CertiK has identified more than 550 similar channels, Brooks said.
CertiK said eight channels are linked to neo-Nazi groups, including Task Force Rusich, which the US Treasury has linked to Wagner Group, the Russian mercenary force that has been recruiting convicts and sending them into battle with little training. The US has sanctioned Task Force Rusich. The researchers did not find any wallets belonging to the Wagner Group.
Task Force Rusich was seemingly linked to the Russian hacking collective Killnet, according to the report, as both of them promoted the same wallets. The cyber gang started off as a hacker-for-hire service, renting botnets and distributed denial of service software to other bad actors.
Last May, the US Cybersecurity Infrastructure Security Agency named Killnet as one of eight “Russian-aligned cybercrime groups” seeking to steal and extort money by deploying ransomware attacks. The agency said Killnet carried out distributed-denial-of-service attacks against Ukrainian defence organisations and claimed credit for a DDoS attack on an airport in Connecticut.

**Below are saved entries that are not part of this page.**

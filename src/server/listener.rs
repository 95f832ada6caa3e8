// Listener module
// Creates the TCP listener the accept loop serves from

use socket2::{Domain, Protocol, Socket, Type};
use std::net::SocketAddr;
use tokio::net::TcpListener;

/// Pending connection queue length passed to `listen(2)`
const BACKLOG: i32 = 128;

/// Create a `TcpListener` bound to `addr` with `SO_REUSEADDR` enabled.
///
/// `SO_REUSEADDR` only allows rebinding a port with sockets left in
/// `TIME_WAIT`. `SO_REUSEPORT` is left off, so binding a port another
/// process is listening on fails with `AddrInUse`.
///
/// Must be called from within a tokio runtime.
///
/// # Errors
///
/// Returns the underlying socket error if the socket cannot be created,
/// bound, or put into listening state.
pub fn create_listener(addr: SocketAddr) -> std::io::Result<TcpListener> {
    let domain = if addr.is_ipv4() {
        Domain::IPV4
    } else {
        Domain::IPV6
    };

    let socket = Socket::new(domain, Type::STREAM, Some(Protocol::TCP))?;
    socket.set_reuse_address(true)?;
    socket.set_nonblocking(true)?;
    socket.bind(&addr.into())?;
    socket.listen(BACKLOG)?;

    let std_listener: std::net::TcpListener = socket.into();
    TcpListener::from_std(std_listener)
}
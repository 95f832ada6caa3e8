// Server module entry
// Listener creation, the accept loop, per-connection tasks and signals

pub mod connection;
pub mod idle;
pub mod listener;
pub mod signal;

// `loop` is a keyword, so the module is named server_loop
#[path = "loop.rs"]
pub mod server_loop;

pub use listener::create_listener;
pub use server_loop::start_server_loop;
pub use signal::shutdown_signal;
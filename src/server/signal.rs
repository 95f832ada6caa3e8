// Signal handling module
//
// Supported signals:
// - SIGTERM: Graceful shutdown
// - SIGINT:  Graceful shutdown (Ctrl+C)
//
// Other platforms only get Ctrl+C.

use crate::logger;

/// Complete when the process is asked to stop
///
/// If a handler cannot be registered the error is logged and the future falls
/// back to Ctrl+C. If that fails too it never completes.
#[cfg(unix)]
pub async fn shutdown_signal() {
    use tokio::signal::unix::{signal, SignalKind};

    let mut sigterm = match signal(SignalKind::terminate()) {
        Ok(s) => s,
        Err(e) => {
            logger::log_error(&format!("Failed to register SIGTERM handler: {e}"));
            return ctrl_c().await;
        }
    };
    let mut sigint = match signal(SignalKind::interrupt()) {
        Ok(s) => s,
        Err(e) => {
            logger::log_error(&format!("Failed to register SIGINT handler: {e}"));
            return ctrl_c().await;
        }
    };

    tokio::select! {
        _ = sigterm.recv() => logger::log_info("[SIGNAL] SIGTERM received, shutting down"),
        _ = sigint.recv() => logger::log_info("[SIGNAL] SIGINT received, shutting down"),
    }
}

/// Windows fallback - only handles Ctrl+C
#[cfg(not(unix))]
pub async fn shutdown_signal() {
    ctrl_c().await;
}

async fn ctrl_c() {
    match tokio::signal::ctrl_c().await {
        Ok(()) => logger::log_info("[SIGNAL] Ctrl+C received, shutting down"),
        Err(e) => {
            logger::log_error(&format!("Failed to listen for Ctrl+C: {e}"));
            std::future::pending::<()>().await;
        }
    }
}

Cybersecurity authorities of the US, Australia, Canada, New Zealand and the UK warned that Russian cybercriminals were likely to target Ukraine’s allies with “increased malicious cyber activity.”
The crypto crowdfunding has occurred despite the unprecedented level of sanctions imposed on Russia and its affiliated online groups since the war started. US officials have sought to block crypto-funded support for the Kremlin’s military effort.
In April, for instance, the US Treasury Department imposed sanctions against Hydra, a darknet market, and the Russian exchange Garantex. In October, the European Union banned crypto exchanges from serving Russian citizens and residents.
Brooks said sanctions are having an effect. “It has gotten significantly harder [to crowdfund to Russia],” he said.
Moreover, Brooks said the transparent and immutable nature of blockchains makes it easier to track the groups’ activity and cross-reference it with Telegram posts.
“If you have illegal goods or your fundraising for a terrorist group or a neo-Nazi group or something else, you have to advertise and you have to [provide] a way to pay you – and that is always going to leave some kind of trail,” Brooks said.
Another sign that the sanctions are having an effect is the disparity between how much the two sides of the conflict have raised, Brooks argued. Last month, Chainalysis estimated that nearly $70 million in crypto had been donated to Ukraine during the war.
“Even with all of the pro-Russia propaganda, and country level support for Russia, we haven’t seen that same massive amount of funds go to them,” Brooks said.
As for where the groups are based, that’s tougher to nail down. Brooks said the groups operate using Russian, English, French, Turkish, Slavic and a number of Asian languages.
He also noted how several groups had expressed sympathies with American and European neo-Nazi groups.